#### THE DATA:
------

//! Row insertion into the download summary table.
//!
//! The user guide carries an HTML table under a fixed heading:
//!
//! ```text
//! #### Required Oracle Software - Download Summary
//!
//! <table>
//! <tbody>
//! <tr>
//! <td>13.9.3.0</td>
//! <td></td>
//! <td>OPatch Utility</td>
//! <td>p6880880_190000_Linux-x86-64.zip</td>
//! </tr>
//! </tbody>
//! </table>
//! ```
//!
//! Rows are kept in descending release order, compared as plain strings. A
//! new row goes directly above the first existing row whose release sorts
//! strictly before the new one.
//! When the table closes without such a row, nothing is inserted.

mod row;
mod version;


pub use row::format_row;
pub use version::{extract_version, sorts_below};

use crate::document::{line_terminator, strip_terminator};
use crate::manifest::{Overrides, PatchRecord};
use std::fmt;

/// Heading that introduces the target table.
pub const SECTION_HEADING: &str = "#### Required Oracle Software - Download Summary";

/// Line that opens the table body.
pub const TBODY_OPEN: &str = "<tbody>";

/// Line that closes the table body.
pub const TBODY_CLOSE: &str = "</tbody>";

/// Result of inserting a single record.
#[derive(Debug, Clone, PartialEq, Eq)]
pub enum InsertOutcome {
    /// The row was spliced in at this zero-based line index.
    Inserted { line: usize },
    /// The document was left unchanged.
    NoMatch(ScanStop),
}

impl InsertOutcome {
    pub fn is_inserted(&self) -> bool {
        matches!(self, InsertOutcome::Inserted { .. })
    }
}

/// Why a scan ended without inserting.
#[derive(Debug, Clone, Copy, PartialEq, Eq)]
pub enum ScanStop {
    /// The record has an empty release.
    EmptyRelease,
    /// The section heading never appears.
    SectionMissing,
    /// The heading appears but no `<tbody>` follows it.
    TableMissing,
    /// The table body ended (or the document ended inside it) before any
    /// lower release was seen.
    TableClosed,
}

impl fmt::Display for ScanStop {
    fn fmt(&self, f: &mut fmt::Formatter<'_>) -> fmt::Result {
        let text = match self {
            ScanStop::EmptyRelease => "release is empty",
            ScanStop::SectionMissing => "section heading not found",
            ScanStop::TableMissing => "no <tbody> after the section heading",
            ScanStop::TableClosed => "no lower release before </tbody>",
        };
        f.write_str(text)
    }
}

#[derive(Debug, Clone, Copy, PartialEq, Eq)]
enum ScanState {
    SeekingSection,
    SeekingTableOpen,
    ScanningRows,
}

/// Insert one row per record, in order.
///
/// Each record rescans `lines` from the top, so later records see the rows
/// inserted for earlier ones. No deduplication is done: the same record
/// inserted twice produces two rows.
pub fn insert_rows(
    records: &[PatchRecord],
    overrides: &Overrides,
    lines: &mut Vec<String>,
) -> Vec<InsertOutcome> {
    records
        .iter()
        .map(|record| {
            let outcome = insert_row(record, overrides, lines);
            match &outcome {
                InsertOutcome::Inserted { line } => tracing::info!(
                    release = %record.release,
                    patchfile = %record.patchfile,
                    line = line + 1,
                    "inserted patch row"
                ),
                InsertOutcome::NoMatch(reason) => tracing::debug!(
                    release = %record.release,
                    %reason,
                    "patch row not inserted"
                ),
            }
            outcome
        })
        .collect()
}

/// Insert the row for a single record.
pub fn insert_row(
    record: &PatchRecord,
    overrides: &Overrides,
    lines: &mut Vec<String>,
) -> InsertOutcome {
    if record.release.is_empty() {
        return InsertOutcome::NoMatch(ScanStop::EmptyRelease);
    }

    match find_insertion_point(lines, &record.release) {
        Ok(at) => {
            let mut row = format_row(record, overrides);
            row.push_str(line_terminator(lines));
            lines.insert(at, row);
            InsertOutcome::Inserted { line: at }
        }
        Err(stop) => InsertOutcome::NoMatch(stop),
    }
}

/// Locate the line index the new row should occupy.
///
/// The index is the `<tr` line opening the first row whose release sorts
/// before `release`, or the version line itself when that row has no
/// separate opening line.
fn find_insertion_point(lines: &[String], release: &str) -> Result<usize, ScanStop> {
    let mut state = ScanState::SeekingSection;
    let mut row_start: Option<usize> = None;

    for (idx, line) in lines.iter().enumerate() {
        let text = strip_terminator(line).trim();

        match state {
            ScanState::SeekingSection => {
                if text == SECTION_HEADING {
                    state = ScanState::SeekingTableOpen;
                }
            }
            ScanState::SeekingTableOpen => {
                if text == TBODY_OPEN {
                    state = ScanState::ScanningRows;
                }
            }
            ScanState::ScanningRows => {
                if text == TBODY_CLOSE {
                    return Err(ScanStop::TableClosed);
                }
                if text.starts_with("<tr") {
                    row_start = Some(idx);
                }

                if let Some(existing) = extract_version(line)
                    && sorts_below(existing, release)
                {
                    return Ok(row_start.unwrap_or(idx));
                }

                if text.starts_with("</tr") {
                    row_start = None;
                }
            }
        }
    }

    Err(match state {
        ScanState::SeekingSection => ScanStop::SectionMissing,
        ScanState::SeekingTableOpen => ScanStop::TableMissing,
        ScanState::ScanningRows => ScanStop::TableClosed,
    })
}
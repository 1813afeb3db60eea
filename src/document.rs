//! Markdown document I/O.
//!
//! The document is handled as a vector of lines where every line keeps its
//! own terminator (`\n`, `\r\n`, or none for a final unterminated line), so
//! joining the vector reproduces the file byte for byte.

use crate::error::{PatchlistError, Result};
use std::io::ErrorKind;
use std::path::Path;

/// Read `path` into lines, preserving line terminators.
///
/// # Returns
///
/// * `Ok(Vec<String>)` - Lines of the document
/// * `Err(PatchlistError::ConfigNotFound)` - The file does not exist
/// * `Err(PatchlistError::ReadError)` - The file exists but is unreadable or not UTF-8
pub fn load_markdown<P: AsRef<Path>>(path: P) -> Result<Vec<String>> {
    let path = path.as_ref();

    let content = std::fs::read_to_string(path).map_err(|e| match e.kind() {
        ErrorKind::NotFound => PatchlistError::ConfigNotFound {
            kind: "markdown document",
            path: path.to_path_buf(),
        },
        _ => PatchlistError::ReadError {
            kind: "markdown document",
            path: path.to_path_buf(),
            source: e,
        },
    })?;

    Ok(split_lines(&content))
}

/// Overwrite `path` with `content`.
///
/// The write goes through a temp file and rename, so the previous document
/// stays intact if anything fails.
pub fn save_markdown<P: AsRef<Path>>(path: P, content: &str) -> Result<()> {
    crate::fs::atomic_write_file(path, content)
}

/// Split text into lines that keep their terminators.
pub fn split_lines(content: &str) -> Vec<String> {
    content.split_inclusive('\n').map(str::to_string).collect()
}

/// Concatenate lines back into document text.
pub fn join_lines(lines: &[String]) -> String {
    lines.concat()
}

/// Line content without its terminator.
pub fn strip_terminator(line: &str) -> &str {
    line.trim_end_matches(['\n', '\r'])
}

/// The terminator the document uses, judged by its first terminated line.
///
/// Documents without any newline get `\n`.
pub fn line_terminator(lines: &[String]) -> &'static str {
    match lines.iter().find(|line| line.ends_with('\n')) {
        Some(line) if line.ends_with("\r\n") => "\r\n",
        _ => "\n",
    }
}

------

#### DESCRIPTION OF THE TASK:
Set down every entry again, word for word.

#### EXERCISE RESPONSE:
//! Row insertion into the download summary table.
//!
//! The user guide carries an HTML table under a fixed heading:
//!
//! ```text
//! #### Required Oracle Software - Download Summary
//!
//! <table>
//! <tbody>
//! <tr>
//! <td>13.9.3.0</td>
//! <td></td>
//! <td>OPatch Utility</td>
//! <td>p6880880_190000_Linux-x86-64.zip</td>
//! </tr>
//! </tbody>
//! </table>
//! ```
//!
//! Rows are kept in descending release order, compared as plain strings. A
//! new row goes directly above the first existing row whose release sorts
//! strictly before the new one.
//! When the table closes without such a row, nothing is inserted.

mod row;
mod version;


pub use row::format_row;
pub use version::{extract_version, sorts_below};

use crate::document::{line_terminator, strip_terminator};
use crate::manifest::{Overrides, PatchRecord};
use std::fmt;

/// Heading that introduces the target table.
pub const SECTION_HEADING: &str = "#### Required Oracle Software - Download Summary";

/// Line that opens the table body.
pub const TBODY_OPEN: &str = "<tbody>";

/// Line that closes the table body.
pub const TBODY_CLOSE: &str = "</tbody>";

/// Result of inserting a single record.
#[derive(Debug, Clone, PartialEq, Eq)]
pub enum InsertOutcome {
    /// The row was spliced in at this zero-based line index.
    Inserted { line: usize },
    /// The document was left unchanged.
    NoMatch(ScanStop),
}

impl InsertOutcome {
    pub fn is_inserted(&self) -> bool {
        matches!(self, InsertOutcome::Inserted { .. })
    }
}

/// Why a scan ended without inserting.
#[derive(Debug, Clone, Copy, PartialEq, Eq)]
pub enum ScanStop {
    /// The record has an empty release.
    EmptyRelease,
    /// The section heading never appears.
    SectionMissing,
    /// The heading appears but no `<tbody>` follows it.
    TableMissing,
    /// The table body ended (or the document ended inside it) before any
    /// lower release was seen.
    TableClosed,
}

impl fmt::Display for ScanStop {
    fn fmt(&self, f: &mut fmt::Formatter<'_>) -> fmt::Result {
        let text = match self {
            ScanStop::EmptyRelease => "release is empty",
            ScanStop::SectionMissing => "section heading not found",
            ScanStop::TableMissing => "no <tbody> after the section heading",
            ScanStop::TableClosed => "no lower release before </tbody>",
        };
        f.write_str(text)
    }
}

#[derive(Debug, Clone, Copy, PartialEq, Eq)]
enum ScanState {
    SeekingSection,
    SeekingTableOpen,
    ScanningRows,
}

/// Insert one row per record, in order.
///
/// Each record rescans `lines` from the top, so later records see the rows
/// inserted for earlier ones. No deduplication is done: the same record
/// inserted twice produces two rows.
pub fn insert_rows(
    records: &[PatchRecord],
    overrides: &Overrides,
    lines: &mut Vec<String>,
) -> Vec<InsertOutcome> {
    records
        .iter()
        .map(|record| {
            let outcome = insert_row(record, overrides, lines);
            match &outcome {
                InsertOutcome::Inserted { line } => tracing::info!(
                    release = %record.release,
                    patchfile = %record.patchfile,
                    line = line + 1,
                    "inserted patch row"
                ),
                InsertOutcome::NoMatch(reason) => tracing::debug!(
                    release = %record.release,
                    %reason,
                    "patch row not inserted"
                ),
            }
            outcome
        })
        .collect()
}

/// Insert the row for a single record.
pub fn insert_row(
    record: &PatchRecord,
    overrides: &Overrides,
    lines: &mut Vec<String>,
) -> InsertOutcome {
    if record.release.is_empty() {
        return InsertOutcome::NoMatch(ScanStop::EmptyRelease);
    }

    match find_insertion_point(lines, &record.release) {
        Ok(at) => {
            let mut row = format_row(record, overrides);
            row.push_str(line_terminator(lines));
            lines.insert(at, row);
            InsertOutcome::Inserted { line: at }
        }
        Err(stop) => InsertOutcome::NoMatch(stop),
    }
}

/// Locate the line index the new row should occupy.
///
/// The index is the `<tr` line opening the first row whose release sorts
/// before `release`, or the version line itself when that row has no
/// separate opening line.
fn find_insertion_point(lines: &[String], release: &str) -> Result<usize, ScanStop> {
    let mut state = ScanState::SeekingSection;
    let mut row_start: Option<usize> = None;

    for (idx, line) in lines.iter().enumerate() {
        let text = strip_terminator(line).trim();

        match state {
            ScanState::SeekingSection => {
                if text == SECTION_HEADING {
                    state = ScanState::SeekingTableOpen;
                }
            }
            ScanState::SeekingTableOpen => {
                if text == TBODY_OPEN {
                    state = ScanState::ScanningRows;
                }
            }
            ScanState::ScanningRows => {
                if text == TBODY_CLOSE {
                    return Err(ScanStop::TableClosed);
                }
                if text.starts_with("<tr") {
                    row_start = Some(idx);
                }

                if let Some(existing) = extract_version(line)
                    && sorts_below(existing, release)
                {
                    return Ok(row_start.unwrap_or(idx));
                }

                if text.starts_with("</tr") {
                    row_start = None;
                }
            }
        }
    }

    Err(match state {
        ScanState::SeekingSection => ScanStop::SectionMissing,
        ScanState::SeekingTableOpen => ScanStop::TableMissing,
        ScanState::ScanningRows => ScanStop::TableClosed,
    })
}
repository 1813afeb3db60eea
filename src/document.rs
//! Markdown document I/O.
//!
//! The document is handled as a vector of lines where every line keeps its
//! own terminator (`\n`, `\r\n`, or none for a final unterminated line), so
//! joining the vector reproduces the file byte for byte.

use crate::error::{PatchlistError, Result};
use std::io::ErrorKind;
use std::path::Path;

/// Read `path` into lines, preserving line terminators.
///
/// # Returns
///
/// * `Ok(Vec<String>)` - Lines of the document
/// * `Err(PatchlistError::ConfigNotFound)` - The file does not exist
/// * `Err(PatchlistError::ReadError)` - The file exists but is unreadable or not UTF-8
pub fn load_markdown<P: AsRef<Path>>(path: P) -> Result<Vec<String>> {
    let path = path.as_ref();

    let content = std::fs::read_to_string(path).map_err(|e| match e.kind() {
        ErrorKind::NotFound => PatchlistError::ConfigNotFound {
            kind: "markdown document",
            path: path.to_path_buf(),
        },
        _ => PatchlistError::ReadError {
            kind: "markdown document",
            path: path.to_path_buf(),
            source: e,
        },
    })?;

    Ok(split_lines(&content))
}

/// Overwrite `path` with `content`.
///
/// The write goes through a temp file and rename, so the previous document
/// stays intact if anything fails.
pub fn save_markdown<P: AsRef<Path>>(path: P, content: &str) -> Result<()> {
    crate::fs::atomic_write_file(path, content)
}

/// Split text into lines that keep their terminators.
pub fn split_lines(content: &str) -> Vec<String> {
    content.split_inclusive('\n').map(str::to_string).collect()
}

/// Concatenate lines back into document text.
pub fn join_lines(lines: &[String]) -> String {
    lines.concat()
}

/// Line content without its terminator.
pub fn strip_terminator(line: &str) -> &str {
    line.trim_end_matches(['\n', '\r'])
}

/// The terminator the document uses, judged by its first terminated line.
///
/// Documents without any newline get `\n`.
pub fn line_terminator(lines: &[String]) -> &'static str {
    match lines.iter().find(|line| line.ends_with('\n')) {
        Some(line) if line.ends_with("\r\n") => "\r\n",
        _ => "\n",
    }
}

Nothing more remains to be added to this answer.